Porque cierto es que muchos alemanes -quizá incluso la mayoría-
se dejaron convencer por la propaganda nazi de que los judíos eran una amenaza
para su pueblo. Pero también lo es que la propaganda cristiana convenció a
franceses, alemanes, polacos, eslovacos, húngaros, y por supuesto a los
españoles, de que los judíos habían matado a Cristo, envenenaban pozos y
celebraban rituales sacrificando a niños cristianos. Y que los pogromos desde
el medioevo se dieron en todo el mundo cristiano.
Y no menos cierto es que en muchos países ocupados por los
nazis durante la guerra la cooperación de parte de la población autóctona en el
exterminio de los judíos fue tanto o más celosa que la de la población alemana.
Y que gran parte de los verdugos eran colaboracionistas franceses o lituanos,
ucranios o croatas, belgas o rusos.
Hay momentos históricos que crean condiciones para atraer a
un proyecto, heroico o criminal, a masas que en otras circunstancias le
hubieran vuelto la espalda. Por ello es injusto, ahistórico y erróneo buscar
una culpa colectiva de un pueblo por muchos que sean sus miembros que hayan
podido participar en un crimen. Ni la nación serbia, ni la alemana, la rusa o
la ruandesa son responsables de lo que individuos pertenecientes a ellas hayan
podido hacer.
Pero lo peor del libro de Goldhagen no es que esté equivocado.

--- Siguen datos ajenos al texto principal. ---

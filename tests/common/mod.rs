//! Test infrastructure for guild-player integration tests.
//!
//! Provides in-memory stand-ins for every external collaborator: song
//! fetchers, transcoder stages, audio sources and the voice transport.

#![allow(dead_code)]

use anyhow::{bail, Result};
use async_trait::async_trait;
use bytes::Bytes;
use futures::StreamExt;
use std::{
    collections::{HashMap, VecDeque},
    path::Path,
    sync::{
        atomic::{AtomicBool, AtomicU32, Ordering},
        Arc, Mutex,
    },
    time::Duration,
};
use tokio::sync::mpsc;
use tokio_util::io::StreamReader;

// Re-export key types from the main crate
pub use guild_player::config::Config;
pub use guild_player::constants::{pcm_bytes_for_ms, FRAME_BYTES};
pub use guild_player::event::{
    Event, EventBus, PlaybackId, PlayerEvent, ProcessorEvent, SourceEvent, Subscriber,
};
pub use guild_player::notify::{Notification, NotificationSink};
pub use guild_player::pipeline::{Stage, StageLauncher};
pub use guild_player::processor::{AudioProcessor, Effects, EncodedStream, TransportControl};
pub use guild_player::song::{ChannelId, GuildId, Song, SourceKind, UserId};
pub use guild_player::sources::{
    AudioSource, BufferedSource, Fetched, Fetchers, RawStream, SongFetcher, SourceContext,
};
pub use guild_player::transport::{VoiceConnection, VoiceResource, VoiceTransport};

pub const GUILD: GuildId = 10;
pub const USER: UserId = 20;
pub const CHANNEL: ChannelId = 30;

/// Small chunk duration used by tests.
pub const SMALL_MS: u64 = 10;

/// Test configuration: 1 s large chunks, 10 ms ticks, short retry delays.
pub fn test_config(scratch: &Path) -> Config {
    let mut config = Config {
        scratch_dir: Some(scratch.to_path_buf()),
        ..Default::default()
    };
    config.chunks.large_chunk_secs = 1;
    config.chunks.small_chunk_ms = SMALL_MS;
    config.retry.retry_backoff_ms = 10;
    config.retry.read_retry_delay_ms = 5;
    config.retry.first_byte_timeout_secs = 5;
    config.retry.join_timeout_secs = 2;
    config.retry.end_poll_ms = 10;
    config
}

pub fn large_chunk_bytes() -> usize {
    pcm_bytes_for_ms(1000)
}

pub fn small_chunk_bytes() -> usize {
    pcm_bytes_for_ms(SMALL_MS)
}

/// Creates a mock Song for testing.
pub fn mock_song(id: u64, kind: SourceKind) -> Song {
    Song {
        id,
        kind,
        title: format!("Song {id}"),
        url: format!("https://example.com/song/{id}"),
        duration: Some(180),
        thumbnail: None,
        artist: "Test Artist".to_string(),
        live: false,
        requested_by: Some(USER),
    }
}

pub fn mock_live_song(id: u64) -> Song {
    Song {
        live: true,
        duration: None,
        ..mock_song(id, SourceKind::Network)
    }
}

/// Raw PCM with a recognizable, never silent byte pattern.
pub fn pcm(ms: u64) -> Vec<u8> {
    (0..pcm_bytes_for_ms(ms))
        .map(|i| ((i / FRAME_BYTES) % 250 + 1) as u8)
        .collect()
}

/// Raw PCM where every byte is `fill`.
pub fn filled_pcm(ms: u64, fill: u8) -> Vec<u8> {
    vec![fill; pcm_bytes_for_ms(ms)]
}

pub fn is_silence(chunk: &[u8]) -> bool {
    chunk.iter().all(|b| *b == 0)
}

/// Number of entries directly inside `dir`.
pub fn dir_entries(dir: &Path) -> usize {
    std::fs::read_dir(dir).map(|e| e.count()).unwrap_or(0)
}

/// How one fetch of a song behaves.
#[derive(Clone)]
pub enum Attempt {
    /// Serve the bytes and end cleanly
    Serve(Vec<u8>),

    /// Serve the bytes, then fail the read
    FailAfter(Vec<u8>),

    /// Serve the bytes, then never produce anything again
    Stall(Vec<u8>),

    /// Fail to open at all
    Refuse,
}

/// Song fetcher scripted per song id. The last attempt of a script repeats.
#[derive(Default)]
pub struct MockFetcher {
    scripts: Mutex<HashMap<u64, VecDeque<Attempt>>>,
    metadata: Mutex<HashMap<u64, Song>>,
    opens: AtomicU32,
    lookups: AtomicU32,
}

impl MockFetcher {
    pub fn new() -> Self {
        Self::default()
    }

    pub fn script(self, song_id: u64, attempts: Vec<Attempt>) -> Self {
        self.scripts
            .lock()
            .unwrap()
            .insert(song_id, attempts.into());
        self
    }

    /// Metadata returned for the song with the same id.
    pub fn metadata(self, song: Song) -> Self {
        self.metadata.lock().unwrap().insert(song.id, song);
        self
    }

    pub fn opens(&self) -> u32 {
        self.opens.load(Ordering::SeqCst)
    }

    pub fn lookups(&self) -> u32 {
        self.lookups.load(Ordering::SeqCst)
    }
}

#[async_trait]
impl SongFetcher for MockFetcher {
    async fn open(&self, song: &Song) -> Result<Fetched> {
        self.opens.fetch_add(1, Ordering::SeqCst);

        let attempt = {
            let mut scripts = self.scripts.lock().unwrap();
            let Some(script) = scripts.get_mut(&song.id) else {
                bail!("Unknown song {}", song.id);
            };
            if script.len() > 1 {
                script.pop_front()
            } else {
                script.front().cloned()
            }
        };

        let reader: guild_player::pipeline::BoxedRead = match attempt {
            Some(Attempt::Serve(data)) => Box::new(std::io::Cursor::new(data)),
            Some(Attempt::FailAfter(data)) => Box::new(StreamReader::new(futures::stream::iter(vec![
                Ok(Bytes::from(data)),
                Err(std::io::Error::other("simulated network error")),
            ]))),
            Some(Attempt::Stall(data)) => Box::new(StreamReader::new(
                futures::stream::iter(vec![Ok::<_, std::io::Error>(Bytes::from(data))])
                    .chain(futures::stream::pending()),
            )),
            Some(Attempt::Refuse) | None => bail!("simulated connection refused"),
        };

        Ok(Fetched::from_reader(reader))
    }

    async fn fetch_data(&self, song: &Song) -> Result<Song> {
        self.lookups.fetch_add(1, Ordering::SeqCst);

        match self.metadata.lock().unwrap().get(&song.id) {
            Some(refreshed) => Ok(refreshed.clone()),
            None => bail!("simulated metadata lookup failure"),
        }
    }
}

/// A stage that passes its input through unchanged.
pub fn identity_stage(name: &str) -> Stage {
    let (input, output) = tokio::io::duplex(64 * 1024);
    Stage::from_io(name, Box::new(input), Box::new(output))
}

/// Launcher of in-memory pass-through stages. Filter stages can be
/// prepared in advance to control their output.
#[derive(Default)]
pub struct MockLauncher {
    filters: Mutex<VecDeque<Stage>>,
    tempos: Mutex<Vec<f64>>,
}

impl MockLauncher {
    pub fn new() -> Self {
        Self::default()
    }

    pub fn push_filter(&self, stage: Stage) {
        self.filters.lock().unwrap().push_back(stage);
    }

    /// Tempo of every filter stage launched so far.
    pub fn tempos(&self) -> Vec<f64> {
        self.tempos.lock().unwrap().clone()
    }
}

impl StageLauncher for MockLauncher {
    fn decoder(&self) -> Result<Stage> {
        Ok(identity_stage("decoder"))
    }

    fn filter(&self, tempo: f64) -> Result<Stage> {
        self.tempos.lock().unwrap().push(tempo);
        let prepared = self.filters.lock().unwrap().pop_front();
        Ok(prepared.unwrap_or_else(|| identity_stage("filter")))
    }

    fn encoder(&self) -> Result<Stage> {
        Ok(identity_stage("encoder"))
    }
}

/// A filter stage whose output is written by the test through the
/// returned handle. Its input is discarded.
pub fn gated_filter() -> (Stage, tokio::io::DuplexStream) {
    let (handle, output) = tokio::io::duplex(64 * 1024);
    let stage = Stage::from_io("gated-filter", Box::new(tokio::io::sink()), Box::new(output));
    (stage, handle)
}

pub fn source_context(
    config: Config,
    fetcher: Arc<dyn SongFetcher>,
    launcher: Arc<dyn StageLauncher>,
    bus: EventBus,
) -> SourceContext {
    SourceContext {
        config: Arc::new(config),
        launcher,
        fetchers: Fetchers::new()
            .with(SourceKind::Network, fetcher.clone())
            .with(SourceKind::CloudFile, fetcher),
        bus,
    }
}

pub fn buffered_source(song: Song, ctx: &SourceContext, fetcher: Arc<dyn SongFetcher>) -> BufferedSource {
    BufferedSource::new(
        song,
        ctx.bus.next_playback_id(),
        fetcher,
        ctx.launcher.clone(),
        ctx.config.clone(),
        ctx.bus.clone(),
    )
}

/// Waits for the first event matching `pred`.
pub async fn wait_for_event<F>(subscriber: &mut Subscriber, timeout: Duration, mut pred: F) -> Option<Event>
where
    F: FnMut(&Event) -> bool,
{
    tokio::time::timeout(timeout, async {
        while let Some(event) = subscriber.recv().await {
            if pred(&event) {
                return Some(event);
            }
        }
        None
    })
    .await
    .ok()
    .flatten()
}

/// Polls `cond` until it holds or `timeout` passes.
pub async fn eventually<F>(timeout: Duration, mut cond: F) -> bool
where
    F: FnMut() -> bool,
{
    let deadline = tokio::time::Instant::now() + timeout;
    while tokio::time::Instant::now() < deadline {
        if cond() {
            return true;
        }
        tokio::time::sleep(Duration::from_millis(5)).await;
    }
    cond()
}

/// Receives everything until the stream ends.
pub async fn collect(mut rx: mpsc::Receiver<Bytes>, timeout: Duration) -> Vec<Bytes> {
    let mut chunks = vec![];
    let _ = tokio::time::timeout(timeout, async {
        while let Some(chunk) = rx.recv().await {
            chunks.push(chunk);
        }
    })
    .await;
    chunks
}

/// Audio source stand-in recording what the processor asks of it.
pub struct FakeSource {
    song: Song,
    playback: PlaybackId,
    timing: Mutex<Duration>,
    paused: AtomicBool,
}

impl FakeSource {
    pub fn new(playback: PlaybackId) -> Self {
        Self {
            song: mock_song(1, SourceKind::Network),
            playback,
            timing: Mutex::new(Duration::from_millis(SMALL_MS)),
            paused: AtomicBool::new(false),
        }
    }
}

#[async_trait]
impl AudioSource for FakeSource {
    fn song(&self) -> &Song {
        &self.song
    }

    fn playback_id(&self) -> PlaybackId {
        self.playback
    }

    fn buffer_stream(&self, _attempt: u32) {}

    fn get_stream(&self) -> Result<RawStream> {
        bail!("FakeSource has no stream")
    }

    fn set_chunk_timing(&self, interval: Duration) {
        *self.timing.lock().unwrap() = interval;
    }

    fn chunk_timing(&self) -> Duration {
        *self.timing.lock().unwrap()
    }

    fn played_duration(&self) -> Duration {
        Duration::ZERO
    }

    fn pause(&self) {
        self.paused.store(true, Ordering::SeqCst);
    }

    fn resume(&self) {
        self.paused.store(false, Ordering::SeqCst);
    }

    fn is_paused(&self) -> bool {
        self.paused.load(Ordering::SeqCst)
    }

    fn is_buffering(&self) -> bool {
        false
    }

    fn is_destroyed(&self) -> bool {
        false
    }

    async fn destroy(&self) {}
}

/// Transport control recording pause/resume requests.
#[derive(Default)]
pub struct FakeControl {
    pub transport_paused: AtomicBool,
    pub user_paused: AtomicBool,
    pub pauses: AtomicU32,
    pub resumes: AtomicU32,
}

impl TransportControl for FakeControl {
    fn pause_transport(&self) {
        self.pauses.fetch_add(1, Ordering::SeqCst);
        self.transport_paused.store(true, Ordering::SeqCst);
    }

    fn resume_transport(&self) {
        self.resumes.fetch_add(1, Ordering::SeqCst);
        self.transport_paused.store(false, Ordering::SeqCst);
    }

    fn user_paused(&self) -> bool {
        self.user_paused.load(Ordering::SeqCst)
    }
}

/// In-memory voice transport. Users listed in `channels` sit in a channel.
#[derive(Default)]
pub struct MockTransport {
    pub channels: Mutex<HashMap<UserId, ChannelId>>,
    /// Connections never become ready when set
    pub hang: AtomicBool,
    pub connections: Mutex<Vec<Arc<MockConnection>>>,
}

impl MockTransport {
    pub fn with_user(user: UserId, channel: ChannelId) -> Self {
        let transport = Self::default();
        transport.channels.lock().unwrap().insert(user, channel);
        transport
    }

    pub fn connection(&self) -> Option<Arc<MockConnection>> {
        self.connections.lock().unwrap().last().cloned()
    }
}

#[async_trait]
impl VoiceTransport for MockTransport {
    async fn user_channel(&self, _guild: GuildId, user: UserId) -> Option<ChannelId> {
        self.channels.lock().unwrap().get(&user).copied()
    }

    async fn connect(&self, _guild: GuildId, _channel: ChannelId) -> Result<Arc<dyn VoiceConnection>> {
        let connection = Arc::new(MockConnection {
            hang: self.hang.load(Ordering::SeqCst),
            ..Default::default()
        });
        self.connections.lock().unwrap().push(connection.clone());
        Ok(connection)
    }
}

/// Collects everything played into `received`.
#[derive(Default)]
pub struct MockConnection {
    hang: bool,
    pub received: Arc<Mutex<Vec<u8>>>,
    pub paused: AtomicBool,
    pub plays: AtomicU32,
    pub destroyed: AtomicBool,
}

#[async_trait]
impl VoiceConnection for MockConnection {
    async fn ready(&self) -> Result<()> {
        if self.hang {
            futures::future::pending::<()>().await;
        }
        Ok(())
    }

    async fn play(&self, mut stream: EncodedStream) -> Result<Arc<dyn VoiceResource>> {
        self.plays.fetch_add(1, Ordering::SeqCst);
        let resource = Arc::new(MockResource::default());

        let received = self.received.clone();
        let ended = resource.clone();
        tokio::spawn(async move {
            while let Some(data) = stream.recv().await {
                received.lock().unwrap().extend_from_slice(&data);
            }
            ended.ended.store(true, Ordering::SeqCst);
        });

        Ok(resource)
    }

    fn pause(&self) {
        self.paused.store(true, Ordering::SeqCst);
    }

    fn unpause(&self) {
        self.paused.store(false, Ordering::SeqCst);
    }

    fn stop(&self) {}

    async fn destroy(&self) {
        self.destroyed.store(true, Ordering::SeqCst);
    }
}

#[derive(Default)]
pub struct MockResource {
    pub ended: AtomicBool,
}

impl VoiceResource for MockResource {
    fn ended(&self) -> bool {
        self.ended.load(Ordering::SeqCst)
    }

    fn error(&self) -> Option<String> {
        None
    }
}

/// Notification sink keeping everything it was sent.
#[derive(Default)]
pub struct RecordingNotifier {
    pub infos: Mutex<Vec<String>>,
    pub errors: Mutex<Vec<String>>,
}

impl NotificationSink for RecordingNotifier {
    fn send_notification(&self, text: &str) {
        self.infos.lock().unwrap().push(text.to_string());
    }

    fn send_error(&self, text: &str, _persistent: bool) -> u64 {
        let mut errors = self.errors.lock().unwrap();
        errors.push(text.to_string());
        errors.len() as u64
    }
}

/// HTTP clients need a process-wide TLS provider. Repeated installs fail
/// harmlessly.
pub fn install_crypto() {
    let _ = rustls::crypto::ring::default_provider().install_default();
}
//! guild-player library crate
//!
//! Per-guild audio playback: sources buffer songs to disk and deliver raw
//! PCM in real time, the processor applies effects and encodes, and the
//! player feeds the result to a voice transport as the queue dictates.
//! The demo binary is in main.rs.

#[macro_use]
extern crate log;

pub mod buffer;
pub mod chunk_store;
pub mod config;
pub mod constants;
pub mod event;
pub mod guild;
pub mod notify;
pub mod pipeline;
pub mod player;
pub mod processor;
pub mod queue;
pub mod song;
pub mod sources;
pub mod transport;
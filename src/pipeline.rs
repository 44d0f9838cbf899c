//! External transcoder stages.
//!
//! A [`Stage`] is one transcoder process (or an in-memory stand-in) with a
//! writable input and a readable output. Sources use a decoder stage to turn
//! arbitrary fetched bytes into raw PCM, the processor chains a filter stage
//! and an encoder stage.

use crate::constants::{CHANNELS, SAMPLE_RATE};
use anyhow::{bail, Context, Result};
use std::{
    collections::VecDeque,
    path::PathBuf,
    process::Stdio,
    sync::{Arc, Mutex},
};
use tokio::{
    io::{AsyncBufReadExt, AsyncRead, AsyncWrite},
    process::{Child, Command},
};

pub type BoxedRead = Box<dyn AsyncRead + Send + Unpin>;
pub type BoxedWrite = Box<dyn AsyncWrite + Send + Unpin>;

/// Number of stderr lines kept for diagnostics.
const STDERR_TAIL_LINES: usize = 8;

pub struct Stage {
    name: String,
    input: Option<BoxedWrite>,
    output: Option<BoxedRead>,
    child: Option<Child>,
    stderr_tail: Arc<Mutex<VecDeque<String>>>,
}

impl Stage {
    /// Wraps an already connected reader/writer pair, used for in-process stages.
    pub fn from_io(name: impl Into<String>, input: BoxedWrite, output: BoxedRead) -> Self {
        Self {
            name: name.into(),
            input: Some(input),
            output: Some(output),
            child: None,
            stderr_tail: Default::default(),
        }
    }

    /// Spawns `cmd` with piped stdio. The process is killed when the stage is dropped.
    pub fn spawn(name: impl Into<String>, mut cmd: Command) -> Result<Self> {
        let name = name.into();
        let mut child = cmd
            .stdin(Stdio::piped())
            .stdout(Stdio::piped())
            .stderr(Stdio::piped())
            .kill_on_drop(true)
            .spawn()
            .with_context(|| format!("Failed to spawn {name}"))?;

        let stdin = child
            .stdin
            .take()
            .with_context(|| format!("Failed to get {name} stdin"))?;
        let stdout = child
            .stdout
            .take()
            .with_context(|| format!("Failed to get {name} stdout"))?;
        let stderr = child
            .stderr
            .take()
            .with_context(|| format!("Failed to get {name} stderr"))?;

        let stderr_tail: Arc<Mutex<VecDeque<String>>> = Default::default();

        {
            let name = name.clone();
            let stderr_tail = stderr_tail.clone();
            tokio::spawn(async move {
                // Print stderr to log
                let mut reader = tokio::io::BufReader::new(stderr).lines();
                while let Ok(Some(line)) = reader.next_line().await {
                    debug!("{name} stderr: {line}");
                    if let Ok(mut tail) = stderr_tail.lock() {
                        if tail.len() == STDERR_TAIL_LINES {
                            tail.pop_front();
                        }
                        tail.push_back(line);
                    }
                }
            });
        }

        Ok(Self {
            name,
            input: Some(Box::new(stdin)),
            output: Some(Box::new(stdout)),
            child: Some(child),
            stderr_tail,
        })
    }

    pub fn name(&self) -> &str {
        &self.name
    }

    pub fn take_input(&mut self) -> Option<BoxedWrite> {
        self.input.take()
    }

    pub fn take_output(&mut self) -> Option<BoxedRead> {
        self.output.take()
    }

    /// Last stderr lines of the process, joined for a diagnostic message.
    pub fn diagnostic(&self) -> String {
        self.stderr_tail
            .lock()
            .map(|tail| tail.iter().cloned().collect::<Vec<_>>().join(" | "))
            .unwrap_or_default()
    }

    /// Waits for the process to exit and fails on a non-zero status.
    pub async fn finish(&mut self) -> Result<()> {
        let Some(child) = self.child.as_mut() else {
            return Ok(());
        };

        let status = child
            .wait()
            .await
            .with_context(|| format!("Failed to wait for {}", self.name))?;

        if !status.success() {
            bail!(
                "{} failed (exit code {code}): {stderr}",
                self.name,
                code = status.code().unwrap_or_default(),
                stderr = self.diagnostic()
            );
        }

        Ok(())
    }

    pub async fn kill(&mut self) {
        self.input.take();
        self.output.take();

        if let Some(mut child) = self.child.take() {
            if let Err(e) = child.kill().await {
                debug!("Failed to kill {}: {e}", self.name);
            }
        }
    }
}

/// Creates the transcoder stages used by sources and the processor.
pub trait StageLauncher: Send + Sync {
    /// Any container/codec in, raw PCM out.
    fn decoder(&self) -> Result<Stage>;

    /// Raw PCM in, effect-filtered raw PCM out. `tempo` > 1.0 speeds up
    /// and pitches up playback.
    fn filter(&self, tempo: f64) -> Result<Stage>;

    /// Raw PCM in, compressed audio for the voice transport out.
    fn encoder(&self) -> Result<Stage>;
}

pub struct Ffmpeg {
    path: PathBuf,
    opus_bitrate: u32,
}

impl Ffmpeg {
    pub fn new(path: PathBuf, opus_bitrate: u32) -> Self {
        Self { path, opus_bitrate }
    }

    fn command(&self) -> Command {
        let mut cmd = Command::new(&self.path);
        cmd.arg("-hide_banner").arg("-loglevel").arg("error");
        cmd
    }

    fn raw_input(cmd: &mut Command) {
        cmd.arg("-f")
            .arg("s16le")
            .arg("-ar")
            .arg(SAMPLE_RATE.to_string())
            .arg("-ac")
            .arg(CHANNELS.to_string())
            .arg("-i")
            .arg("pipe:0");
    }

    fn raw_output(cmd: &mut Command) {
        cmd.arg("-f")
            .arg("s16le")
            .arg("-ar")
            .arg(SAMPLE_RATE.to_string())
            .arg("-ac")
            .arg(CHANNELS.to_string())
            .arg("pipe:1");
    }
}

/// ffmpeg audio filter chain for the given tempo factor.
pub fn filter_chain(tempo: f64) -> String {
    let mut filters = vec![];

    if (tempo - 1.0).abs() > f64::EPSILON {
        let shifted_rate = (SAMPLE_RATE as f64 * tempo).round() as u32;
        filters.push(format!("asetrate={shifted_rate}"));
    }

    filters.push("loudnorm=I=-16:LRA=11:TP=-1.5".to_string());

    // loudnorm upsamples internally
    filters.push(format!("aresample={SAMPLE_RATE}"));

    filters.join(",")
}

impl StageLauncher for Ffmpeg {
    fn decoder(&self) -> Result<Stage> {
        let mut cmd = self.command();
        cmd.arg("-i").arg("pipe:0").arg("-vn");
        Self::raw_output(&mut cmd);
        Stage::spawn("ffmpeg decoder", cmd)
    }

    fn filter(&self, tempo: f64) -> Result<Stage> {
        let mut cmd = self.command();
        Self::raw_input(&mut cmd);
        cmd.arg("-af").arg(filter_chain(tempo));
        Self::raw_output(&mut cmd);
        Stage::spawn("ffmpeg filter", cmd)
    }

    fn encoder(&self) -> Result<Stage> {
        let mut cmd = self.command();
        Self::raw_input(&mut cmd);
        cmd.arg("-c:a")
            .arg("libopus")
            .arg("-b:a")
            .arg(self.opus_bitrate.to_string())
            .arg("-f")
            .arg("ogg")
            .arg("pipe:1");
        Stage::spawn("ffmpeg encoder", cmd)
    }
}
#![allow(dead_code)]

use std::path::{Path, PathBuf};
use std::sync::Arc;

use tempfile::TempDir;
use tokio_util::sync::CancellationToken;

use phasegate::config::{Config, NonBlockingFailure};
use phasegate::contract::ContractParser;
use phasegate::evidence::EvidenceStore;
use phasegate::gates::{GateEngine, GateRegistry};
use phasegate::observability::NoopObserver;
use phasegate::plan::Plan;
use phasegate::report::ExecutionReport;
use phasegate::runner::CommandRunner;
use phasegate::scheduler::{Scheduler, SchedulerOptions};

/// A throwaway state dir plus a scheduler wired to real processes.
pub struct EngineHarness {
    pub dir: TempDir,
    pub evidence: Arc<EvidenceStore>,
    config: Config,
    max_workers: usize,
}

impl EngineHarness {
    pub fn new(max_workers: usize) -> Self {
        let dir = TempDir::new().expect("tempdir");
        let mut config = Config::default();
        config.storage.state_dir = dir.path().to_string_lossy().into_owned();
        config.runner.kill_grace_ms = 200;
        let evidence = Arc::new(EvidenceStore::new(config.storage.evidence_dir()));
        Self {
            dir,
            evidence,
            config,
            max_workers,
        }
    }

    pub fn path(&self) -> &Path {
        self.dir.path()
    }

    pub fn write_contract(&self, name: &str, text: &str) -> PathBuf {
        let path = self.dir.path().join(name);
        std::fs::write(&path, text).expect("write contract");
        path
    }

    pub fn plan(&self, path: &Path) -> Plan {
        Plan::from_contract(ContractParser::parse_file(path).expect("valid contract"))
    }

    fn scheduler(&self) -> Scheduler {
        Scheduler::new(
            Arc::new(CommandRunner::new(
                self.evidence.clone(),
                self.config.runner.clone(),
            )),
            GateEngine::new(Arc::new(GateRegistry::with_builtins()), &self.config.gates),
            Arc::new(NoopObserver),
            SchedulerOptions {
                max_workers: self.max_workers,
                non_blocking_failure: NonBlockingFailure::Record,
                workdir: self.dir.path().to_path_buf(),
            },
        )
    }

    pub async fn run(&self, path: &Path) -> ExecutionReport {
        let plan = self.plan(path);
        self.scheduler().run(&plan, CancellationToken::new()).await
    }

    pub fn stdout_of(&self, report: &ExecutionReport, task_id: &str) -> String {
        let task = report.task(task_id).expect("task in report");
        let digest = task.stdout_digest.as_ref().expect("stdout digest");
        String::from_utf8(self.evidence.get(digest).expect("blob")).expect("utf8")
    }
}
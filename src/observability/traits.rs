use std::time::Duration;

/// Events the observer can record
#[derive(Debug, Clone)]
pub enum ObserverEvent {
    RunStart {
        plan_hash: String,
        phases: usize,
        tasks: usize,
    },
    RunEnd {
        plan_hash: String,
        status: String,
        duration: Duration,
    },
    PhaseStart {
        phase: String,
        parallel: usize,
        sequential: usize,
    },
    PhaseEnd {
        phase: String,
        status: String,
        duration: Duration,
    },
    TaskStart {
        phase: String,
        task_id: String,
    },
    TaskEnd {
        phase: String,
        task_id: String,
        status: String,
        attempts: u32,
        duration: Duration,
    },
    GateEvaluated {
        gate_id: String,
        gate_type: String,
        passed: bool,
        blocking: bool,
        reason: String,
    },
    Cancelled {
        reason: String,
    },
}

/// Sink for run lifecycle events. The scheduler reports through this only.
pub trait Observer: Send + Sync {
    /// Record a discrete event
    fn record_event(&self, event: &ObserverEvent);

    /// Flush any buffered data (no-op for most backends)
    fn flush(&self) {}

    /// Human-readable name of this observer
    fn name(&self) -> &str;
}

Sino que se equivoca a propósito para generar una visión distorsionada de un
pueblo, para provocar en beneficio de sus tesis -y las ventas de su libro-
odios o recelos contra toda una nación. Estos libros con manto intelectual, de
este joven o de revisionistas parafascistas, hacen más daño que los panfletos
de las bandas neonazis. Porque siembran odio, generan prejuicios, dinamitan la
confianza y la convivencia. Como Goebbels. Estamos en una época en la que
vuelve la moda de criminalizar a naciones u opciones políticas. Es grave que
suceda en los Balcanes o Chechenia. Es trágico que se practique en Harvard.